Ce film sur la condition des femmes en Turquie associe donc la femme à un cheval. Nous, ça nous gêne. Apparemment c'est passé, comme une lettre à la poste, puisque le film a été salué unanimement (à l'exclusion de tous ceux qui ont un peu de goût et de jugeote). Ce film franco-turc-allemand a été le candidat pressenti pour le si désiré Oscar du Meilleur Film Étranger de ces trois pays. Les Turcs ont finalement cherché deux secondes et trouvé un meilleur film dans leur cheptel. Les Allemands n'étaient pas intéressés outre-mesure. Et ce sont donc ces cons de français qui ont choisi de le proposer pour la statuette en marbre. Quelle belle destinée pour ce film apatride. Avouons-le tout net, c'est une bestiole à Oscars. Sujet grave, sujet lourd. Traité avec gravité, traité avec lourdeur. Des jeunes actrices accessibles, impliquées, formant une belle fratrie. Trois idées de mise en scène qui se foutent la race (dont celle des chevaux). Bref, toutes les cases sont cochées pour être un prétendant sérieux aux Césars, aux Oscar, dans toutes ces cérémonies de merde.




Un passage du film nous a gênés. Et ici nous nous mettons en mode Rivette qui assassine Truman Kapot dans l'un des épisodes les plus sanguinolents de la critique française. Contexte : deux jeunes filles vont faire des courses à Auchan avec leur paternel et l'une des deux filles (qui a 16 ans et ne rêve que d'une chose, qui peut mesurer une vingtaine de centimètres quand on a de la chance et qu'on a du sang sub-tropical) décide de rester dans la bagnole. Sur le parking rôde un clodo torse poil, taillé comme CR9 (Il Phénoméno, double-ballon d'or, double vainqueur de la coupe du monde, nemesis et meilleur ami de Zizou, amateur de hot-dogs). La jeune fille rameute le jeune clodo en lui montrant qu'elle ne porte pas de sous-vêtements et que les préliminaires seront inutiles pour que le passage soit doux, agréable, optimal. Ni une ni deux, la petite sœur fout le camp et laisse l'arrière du van aux exploits de son aînée. La caméra hypocrite de Deniz Gamze suit alors la gamine dans son errance sur le parking et un suspense s'instaure quant à savoir si le papa va débouler le caddy plein à craquer avant que le coït soit fini et promettre ainsi à sa progéniture une raclée du tonnerre. Quand le père se ramène, la caméra le suit jusqu'à l'ouverture de la porte du van. Point culminant du suspense puisque nous ne savons pas si le clodo a fait son affaire et pu s'en aller discrètement. Aucun indice ne nous a été donné.

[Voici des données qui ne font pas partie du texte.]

//! Use `OrEnvExt` when you have a cli arg (e.g. `unit: Option<Denomination>`)
//! that can also be set by a "fallback" env variable (e.g. `$PRIVCY_UNIT`).
//! Then, when initializing the args, just use
//! `unit.or_env_mut("PRIVCY_UNIT")?`.
//!
//! This works with any `FromStr` type, in which case it will parse the env
//! value and return an error if that fails.

use std::{env, str::FromStr};

use anyhow::Context;

pub trait OrEnvExt: Sized {
    /// Analogous to [`Option::or_else`]. Takes ownership of the arg if set,
    /// otherwise initializes the arg from env. Used to initialize args lazily.
    fn or_env(mut self, env_var: &'static str) -> anyhow::Result<Self> {
        self.or_env_mut(env_var)?;
        Ok(self)
    }

    /// If the arg is not set, initialize the arg from env by mutating the arg
    /// in place. Used to proactively initialize and validate args.
    fn or_env_mut(
        &mut self,
        env_var: &'static str,
    ) -> anyhow::Result<&mut Self>;
}

fn env_var_opt(env_var: &'static str) -> anyhow::Result<Option<String>> {
    match env::var(env_var) {
        Ok(val_str) => Ok(Some(val_str)),
        Err(env::VarError::NotPresent) => Ok(None),
        Err(env::VarError::NotUnicode(s)) =>
            Err(anyhow::format_err!("invalid unicode: '{:?}'", s)),
    }
}

impl<T> OrEnvExt for Option<T>
where
    T: FromStr,
    T::Err: Into<anyhow::Error>,
{
    fn or_env_mut(
        &mut self,
        env_var: &'static str,
    ) -> anyhow::Result<&mut Option<T>> {
        if self.is_none() {
            // If no env var, do nothing. Error if not UTF-8 encoded.
            let val_str = match env_var_opt(env_var).context(env_var)? {
                Some(v) => v,
                None => return Ok(self),
            };
            let val = T::from_str(&val_str)
                .map_err(Into::into)
                .with_context(|| format!("Invalid env value `${env_var}`"))?;
            tracing::debug!("Using `${env_var}` from env");
            *self = Some(val);
        }

        Ok(self)
    }
}
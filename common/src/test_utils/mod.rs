/// `Arbitrary`-like proptest strategies for values without a dedicated type.
pub mod arbitrary;
/// Quickly create roundtrip proptest for various serialization schemes.
pub mod roundtrip;
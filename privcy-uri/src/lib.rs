//! # privcy-uri
//!
//! A small command line front end for the `payment-uri` crate.
//!
//! ```bash
//! $ privcy-uri parse 'PRiVCY:PAddr1234?amount=1.5&label=Coffee'
//! {"address":"PAddr1234","label":"Coffee","amount":"1.50","unit":"PRIV","amount_units":150000000}
//!
//! $ privcy-uri --unit mPRIV encode --address PAddr1234 --amount 1500
//! PRiVCY:PAddr1234?amount=1.5
//! ```
//!
//! Every option can also be set from the environment (or a `.env` file):
//!
//! + `PAYMENT_URI_SCHEME=<scheme>` (default=PRiVCY)
//! + `PRIVCY_UNIT=<PRIV|mPRIV|uPRIV>` (default=PRIV)

pub mod cli;
pub mod run;
//! The login-gated index page.
//!
//! The page is a static shell; the frontend script it loads fetches sprites
//! from the API with the same session cookie.

use axum::extract::State;
use axum::http::Uri;
use axum::response::{Html, IntoResponse, Redirect, Response};

use crate::error::AppError;
use crate::middleware::auth::AuthUser;
use crate::state::AppState;

const INDEX_HTML: &str = include_str!("../../assets/index.html");

/// GET /
///
/// Authenticated callers get the page; everyone else is redirected to the
/// identity service's login URL with a `next` parameter pointing back here.
pub async fn index(
    State(state): State<AppState>,
    uri: Uri,
    auth: Result<AuthUser, AppError>,
) -> Response {
    match auth {
        Ok(user) => {
            tracing::debug!(user_id = user.user_id, "Serving index page");
            Html(INDEX_HTML).into_response()
        }
        Err(_) => {
            let target = login_redirect(&state.config.login_url, uri.path());
            Redirect::to(&target).into_response()
        }
    }
}

/// Build `<login_url>?next=<path>`, appending to an existing query if present.
fn login_redirect(login_url: &str, next: &str) -> String {
    let separator = if login_url.contains('?') { '&' } else { '?' };
    format!("{login_url}{separator}next={next}")
}
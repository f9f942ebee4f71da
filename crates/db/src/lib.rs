//! Persistence layer: connection pool, embedded migrations, row models and
//! repositories.

use sqlx::postgres::PgPoolOptions;

pub mod models;
pub mod repositories;

pub type DbPool = sqlx::PgPool;

/// Create a connection pool from a database URL.
pub async fn create_pool(database_url: &str, max_connections: u32) -> Result<DbPool, sqlx::Error> {
    PgPoolOptions::new()
        .max_connections(max_connections)
        .connect(database_url)
        .await
}

/// Round-trip a trivial query to confirm the database is reachable.
pub async fn health_check(pool: &DbPool) -> Result<(), sqlx::Error> {
    sqlx::query("SELECT 1").execute(pool).await?;
    Ok(())
}

/// Apply the migrations embedded from `crates/db/migrations`.
pub async fn run_migrations(pool: &DbPool) -> Result<(), sqlx::migrate::MigrateError> {
    sqlx::migrate!("./migrations").run(pool).await?;
    tracing::debug!("Sprite schema is up to date");
    Ok(())
}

Pour un film qui s'indigne de la condition des femmes, qui veut pointer du doigt leur statut de femmes-objets impuissantes subissant le diktat d'une société rétrograde et patriarcale, il est d'assez mauvais goût, nous semble-t-il, après avoir associé les femmes à un haras, d'instaurer un suspense aussi facile, forçant le spectateur à espérer le pire. Moyen moyen Deniz Bergkampz...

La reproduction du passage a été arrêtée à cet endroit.